Stored data entries:

◇ ◇ ◇

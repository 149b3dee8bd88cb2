//! TCP transport, optionally secured with TLS, driven by `reqwest`.
//!
//! With TLS the peer certificate must chain to a trusted root and match the
//! target address. Verification happens during the handshake, so a peer that
//! fails it never receives any part of the request.
//!
//! A fresh `reqwest` client is built per exchange with pooling, proxies and
//! redirects disabled, so every call gets its own connection.

use super::Transport;
use crate::config::{ProtocolConfig, TransportOptions};
use crate::error::{Result, RpcError};
use crate::http::{RequestEnvelope, ResponseEnvelope};
use reqwest::blocking::Client;
use reqwest::header::{HeaderMap, HeaderName, HeaderValue};
use reqwest::{redirect, Certificate, Method};
use std::io::{self, Read};
use tracing::debug;

/// Network transport to `address:port`.
#[derive(Debug, Clone)]
pub struct TcpTransport {
    address: String,
    port: u16,
    use_tls: bool,
    options: TransportOptions,
}

impl TcpTransport {
    pub fn new(
        address: impl Into<String>,
        port: u16,
        use_tls: bool,
        options: TransportOptions,
    ) -> Self {
        Self {
            address: address.into(),
            port,
            use_tls,
            options,
        }
    }

    pub fn address(&self) -> &str {
        &self.address
    }

    pub fn port(&self) -> u16 {
        self.port
    }

    pub fn uses_tls(&self) -> bool {
        self.use_tls
    }

    /// URL of `endpoint` on this peer.
    pub fn url(&self, endpoint: &str) -> String {
        let scheme = if self.use_tls { "https" } else { "http" };
        let host = if self.address.contains(':') && !self.address.starts_with('[') {
            format!("[{}]", self.address)
        } else {
            self.address.clone()
        };
        format!("{scheme}://{host}:{}{endpoint}", self.port)
    }

    fn client(&self) -> Result<Client> {
        let mut builder = Client::builder()
            .no_proxy()
            .pool_max_idle_per_host(0)
            .redirect(redirect::Policy::none())
            .http1_only()
            .http1_title_case_headers()
            .timeout(self.options.io_timeout);
        if let Some(timeout) = self.options.connect_timeout {
            builder = builder.connect_timeout(timeout);
        }
        for pem in &self.options.root_certificates {
            let certificate = Certificate::from_pem(pem)
                .map_err(|e| reqwest_error("invalid root certificate", e))?;
            builder = builder.add_root_certificate(certificate);
        }

        builder
            .build()
            .map_err(|e| reqwest_error("failed to create HTTP client", e))
    }
}

fn reqwest_error(context: &str, err: reqwest::Error) -> RpcError {
    RpcError::transport(format!("{context}: {err}"), io::Error::other(err))
}

fn header_map(request: &RequestEnvelope) -> Result<HeaderMap> {
    let mut headers = HeaderMap::new();
    for (name, value) in request.headers() {
        if name.eq_ignore_ascii_case(ProtocolConfig::CONTENT_LENGTH_HEADER) {
            continue;
        }
        let header_name = HeaderName::from_bytes(name.as_bytes())
            .map_err(|_| RpcError::invalid_request(format!("invalid header name: {name:?}")))?;
        let header_value = HeaderValue::from_str(value)
            .map_err(|_| RpcError::invalid_request(format!("header {name} has an invalid value")))?;
        headers.insert(header_name, header_value);
    }
    Ok(headers)
}

impl Transport for TcpTransport {
    fn exchange(&self, request: &RequestEnvelope) -> Result<ResponseEnvelope> {
        let method = Method::from_bytes(request.method().as_bytes()).map_err(|_| {
            RpcError::invalid_request(format!("invalid method: {:?}", request.method()))
        })?;
        let headers = header_map(request)?;
        let client = self.client()?;

        debug!(
            "Sending {} {} to {}:{} (tls: {})",
            request.method(),
            request.uri(),
            self.address,
            self.port,
            self.use_tls
        );
        let mut response = client
            .request(method, self.url(request.uri()))
            .headers(headers)
            .body(request.body().to_vec())
            .send()
            .map_err(|e| {
                if e.is_builder() {
                    RpcError::invalid_request(format!("cannot build request: {e}"))
                } else {
                    let context = format!("request to {}:{} failed", self.address, self.port);
                    reqwest_error(&context, e)
                }
            })?;

        let max_body = self.options.max_response_size;
        if response.content_length().is_some_and(|len| len > max_body as u64) {
            return Err(too_large(max_body));
        }

        let status = response.status();
        let response_headers: Vec<(String, String)> = response
            .headers()
            .iter()
            .map(|(name, value)| {
                let value = String::from_utf8_lossy(value.as_bytes()).into_owned();
                (name.as_str().to_string(), value)
            })
            .collect();

        let mut body = Vec::new();
        response
            .by_ref()
            .take(max_body as u64 + 1)
            .read_to_end(&mut body)
            .map_err(|e| {
                let message = format!("failed to read response: {e}");
                RpcError::transport(message, e)
            })?;
        if body.len() > max_body {
            return Err(too_large(max_body));
        }

        let envelope = ResponseEnvelope::new(
            status.as_u16(),
            status.canonical_reason().unwrap_or_default(),
            body,
        );
        Ok(response_headers
            .into_iter()
            .fold(envelope, |envelope, (name, value)| envelope.with_header(name, value)))
    }

    fn host(&self) -> Option<&str> {
        Some(&self.address)
    }
}

fn too_large(max_body: usize) -> RpcError {
    RpcError::protocol(format!("response body exceeds maximum of {max_body} bytes"))
}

◇ ◇ ◇

WHAT YOU HAVE TO DO:
When the line with "let host = if" is reached in the data above, start copying there, and copy each line exactly until the line with "let client = self.client()?;" has been copied; copy nothing else.

SOLUTION TO THIS PROBLEM:
        let host = if self.address.contains(':') && !self.address.starts_with('[') {
            format!("[{}]", self.address)
        } else {
            self.address.clone()
        };
        format!("{scheme}://{host}:{}{endpoint}", self.port)
    }

    fn client(&self) -> Result<Client> {
        let mut builder = Client::builder()
            .no_proxy()
            .pool_max_idle_per_host(0)
            .redirect(redirect::Policy::none())
            .http1_only()
            .http1_title_case_headers()
            .timeout(self.options.io_timeout);
        if let Some(timeout) = self.options.connect_timeout {
            builder = builder.connect_timeout(timeout);
        }
        for pem in &self.options.root_certificates {
            let certificate = Certificate::from_pem(pem)
                .map_err(|e| reqwest_error("invalid root certificate", e))?;
            builder = builder.add_root_certificate(certificate);
        }

        builder
            .build()
            .map_err(|e| reqwest_error("failed to create HTTP client", e))
    }
}

fn reqwest_error(context: &str, err: reqwest::Error) -> RpcError {
    RpcError::transport(format!("{context}: {err}"), io::Error::other(err))
}

fn header_map(request: &RequestEnvelope) -> Result<HeaderMap> {
    let mut headers = HeaderMap::new();
    for (name, value) in request.headers() {
        if name.eq_ignore_ascii_case(ProtocolConfig::CONTENT_LENGTH_HEADER) {
            continue;
        }
        let header_name = HeaderName::from_bytes(name.as_bytes())
            .map_err(|_| RpcError::invalid_request(format!("invalid header name: {name:?}")))?;
        let header_value = HeaderValue::from_str(value)
            .map_err(|_| RpcError::invalid_request(format!("header {name} has an invalid value")))?;
        headers.insert(header_name, header_value);
    }
    Ok(headers)
}

impl Transport for TcpTransport {
    fn exchange(&self, request: &RequestEnvelope) -> Result<ResponseEnvelope> {
        let method = Method::from_bytes(request.method().as_bytes()).map_err(|_| {
            RpcError::invalid_request(format!("invalid method: {:?}", request.method()))
        })?;
        let headers = header_map(request)?;
        let client = self.client()?;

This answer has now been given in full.